International Law Commission Adopts Draft Articles of a Transboundary Aquifers Convention

Kerstin Mechlem
August 27, 2008


On August 5, 2008, the International Law Commission (ILC) adopted draft articles for an international framework convention on transboundary aquifers.[1] These draft articles represent six years of work by the ILC and constitute a landmark event for the protection and management of groundwater resources, which have been neglected as a subject of international law despite the social, economic, environmental, and strategic importance of groundwater. This Insight provides some background on groundwater, describes the ILC's work on transboundary aquifers, analyzes the ILC's draft articles, and provides some concluding thoughts on the future of these articles.

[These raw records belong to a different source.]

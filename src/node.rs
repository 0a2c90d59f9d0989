//! Trie node layout plus the split and merge primitives.
//!
//! Each node owns the fragment labelling the edge from its parent, its
//! terminal state and payload, and a vector of children sorted by their
//! leading code point. Sorting keeps child dispatch to one binary search and
//! makes the radix property (distinct leading code points) easy to check.

use smallvec::SmallVec;

use crate::error::Result;

/// Fragments up to this many code points are stored inline.
const INLINE_FRAGMENT: usize = 6;

pub(crate) type Fragment = SmallVec<[char; INLINE_FRAGMENT]>;

const TERMINAL: u8 = 0x1;
const DELETED: u8 = 0x2;

/// One edge-labelled segment of the trie.
#[derive(Debug, Clone)]
pub struct TrieNode {
    fragment: Fragment,
    flags: u8,
    /// Only meaningful when the node is live.
    score: f32,
    /// Upper bound of every live score in this subtree, own score included.
    max_child_score: f32,
    payload: Option<Box<[u8]>>,
    children: Vec<TrieNode>,
}

impl TrieNode {
    /// Create the root: an empty, non-terminal node.
    pub(crate) fn root() -> Self {
        Self {
            fragment: Fragment::new(),
            flags: 0,
            score: 0.0,
            max_child_score: 0.0,
            payload: None,
            children: Vec::new(),
        }
    }

    /// Create a terminal leaf for `fragment`.
    pub(crate) fn leaf(fragment: &[char], score: f32, payload: Option<&[u8]>) -> Result<Self> {
        let mut frag = Fragment::new();
        frag.try_reserve(fragment.len())?;
        frag.extend_from_slice(fragment);
        Ok(Self {
            fragment: frag,
            flags: TERMINAL,
            score,
            max_child_score: score,
            payload: payload.map(Box::from),
            children: Vec::new(),
        })
    }

    #[inline]
    pub fn fragment(&self) -> &[char] {
        &self.fragment
    }

    #[inline]
    pub fn is_terminal(&self) -> bool {
        self.flags & TERMINAL != 0
    }

    /// Tombstoned: terminal once, logically absent now.
    #[inline]
    pub fn is_deleted(&self) -> bool {
        self.flags & DELETED != 0
    }

    /// Terminal and not tombstoned.
    #[inline]
    pub fn is_live(&self) -> bool {
        self.flags & (TERMINAL | DELETED) == TERMINAL
    }

    #[inline]
    pub fn score(&self) -> f32 {
        self.score
    }

    #[inline]
    pub fn max_child_score(&self) -> f32 {
        self.max_child_score
    }

    #[inline]
    pub fn payload(&self) -> Option<&[u8]> {
        self.payload.as_deref()
    }

    #[inline]
    pub fn children(&self) -> &[TrieNode] {
        &self.children
    }

    /// The score if live, otherwise `0`.
    #[inline]
    pub(crate) fn live_score(&self) -> f32 {
        if self.is_live() {
            self.score
        } else {
            0.0
        }
    }

    /// Binary search for the child starting with `c`.
    #[inline]
    pub(crate) fn child_index(&self, c: char) -> std::result::Result<usize, usize> {
        self.children.binary_search_by(|ch| ch.fragment[0].cmp(&c))
    }

    #[inline]
    pub(crate) fn child(&self, c: char) -> Option<&TrieNode> {
        self.child_index(c).ok().map(|i| &self.children[i])
    }

    #[inline]
    pub(crate) fn child_mut(&mut self, c: char) -> Option<&mut TrieNode> {
        match self.child_index(c) {
            Ok(i) => Some(&mut self.children[i]),
            Err(_) => None,
        }
    }

    /// Take ownership of `child`, keeping children sorted by leading code point.
    ///
    /// `child` must have a non-empty fragment whose first code point no
    /// existing child starts with.
    pub(crate) fn attach_child(&mut self, child: TrieNode) -> Result<()> {
        debug_assert!(!child.fragment.is_empty(), "child fragments are never empty");
        let pos = match self.child_index(child.fragment[0]) {
            Ok(pos) => {
                debug_assert!(false, "radix property violated by attach_child");
                pos
            }
            Err(pos) => pos,
        };
        self.children.try_reserve(1)?;
        self.max_child_score = self.max_child_score.max(child.max_child_score);
        self.children.insert(pos, child);
        Ok(())
    }

    /// Make this node live with `score` and `payload`, clearing any tombstone.
    pub(crate) fn make_terminal(&mut self, score: f32, payload: Option<&[u8]>) {
        self.flags = TERMINAL;
        self.score = score;
        self.payload = payload.map(Box::from);
    }

    /// Tombstone a live node. Returns whether it was live.
    pub(crate) fn tombstone(&mut self) -> bool {
        if !self.is_live() {
            return false;
        }
        self.flags |= DELETED;
        self.score = 0.0;
        self.payload = None;
        true
    }

    #[inline]
    pub(crate) fn set_score(&mut self, score: f32) {
        debug_assert!(self.is_live());
        self.score = score;
    }

    #[inline]
    pub(crate) fn set_payload(&mut self, payload: Option<&[u8]>) {
        self.payload = payload.map(Box::from);
    }

    /// Recompute `max_child_score` from the own live score and the children.
    pub(crate) fn refresh_max_score(&mut self) {
        self.max_child_score = self
            .children
            .iter()
            .fold(self.live_score(), |acc, ch| acc.max(ch.max_child_score));
    }

    /// Split the fragment at `offset`, pushing the suffix down into a new
    /// single child that inherits this node's state, payload and children.
    ///
    /// Afterwards this node is a non-terminal holding `fragment[..offset]`
    /// with room reserved for one more child. All storage is reserved before
    /// anything is moved, so on error the node is untouched.
    pub(crate) fn split(&mut self, offset: usize) -> Result<()> {
        debug_assert!(offset < self.fragment.len());

        let mut suffix = Fragment::new();
        suffix.try_reserve(self.fragment.len() - offset)?;
        let mut children = Vec::new();
        children.try_reserve(2)?;

        suffix.extend_from_slice(&self.fragment[offset..]);
        let child = TrieNode {
            fragment: suffix,
            flags: self.flags,
            score: self.score,
            max_child_score: self.max_child_score,
            payload: self.payload.take(),
            children: std::mem::take(&mut self.children),
        };
        children.push(child);

        self.fragment.truncate(offset);
        self.flags = 0;
        self.score = 0.0;
        self.children = children;
        // max_child_score is unchanged: the subtree holds the same live scores.
        Ok(())
    }

    /// Merge a non-live node that has exactly one child into that child.
    ///
    /// The merged node keeps this node's position and leading code point, so
    /// the parent's ordering is preserved. Returns whether a merge happened.
    pub(crate) fn merge_with_single_child(&mut self) -> Result<bool> {
        if self.is_live() || self.children.len() != 1 || self.fragment.is_empty() {
            return Ok(false);
        }
        self.fragment.try_reserve(self.children[0].fragment.len())?;

        let Some(child) = self.children.pop() else {
            return Ok(false);
        };
        self.fragment.extend_from_slice(&child.fragment);
        self.flags = child.flags;
        self.score = child.score;
        self.max_child_score = child.max_child_score;
        self.payload = child.payload;
        self.children = child.children;
        Ok(true)
    }

    /// Remove children that are neither live nor lead anywhere.
    /// Returns how many were removed.
    pub(crate) fn prune_dead_children(&mut self) -> usize {
        let before = self.children.len();
        self.children
            .retain(|ch| ch.is_live() || !ch.children.is_empty());
        let removed = before - self.children.len();
        if removed > 0 {
            self.children.shrink_to_fit();
        }
        removed
    }

    pub(crate) fn children_mut(&mut self) -> &mut [TrieNode] {
        &mut self.children
    }

    /// Approximate heap bytes owned by this subtree, including the node itself.
    pub(crate) fn mem_usage(&self) -> usize {
        let inline = std::mem::size_of::<Self>();
        let frag = if self.fragment.spilled() {
            self.fragment.capacity() * std::mem::size_of::<char>()
        } else {
            0
        };
        let payload = self.payload.as_ref().map_or(0, |p| p.len());
        let spare = (self.children.capacity() - self.children.len()) * inline;
        inline
            + frag
            + payload
            + spare
            + self.children.iter().map(TrieNode::mem_usage).sum::<usize>()
    }
}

Background on the Importance of Groundwater Resources

Groundwater makes up 97% of the Earth's fresh water resources, excluding the resources locked in polar ice. Globally, it provides about 50% of the current potable water supplies. It also delivers approximately 40% of water used by industry and between 20-30% of the water used in irrigated agriculture. Groundwater ensures the baseflow of rivers and lakes, keeps springs flowing, vegetation growing, and wetlands wet. Although a worldwide inventory of transboundary aquifers has not yet been compiled, the number of transboundary aquifers is estimated to be similar, if not greater, than the more than 260 transboundary river basins.[2] Europe alone has more than 89 transboundary aquifers.[3]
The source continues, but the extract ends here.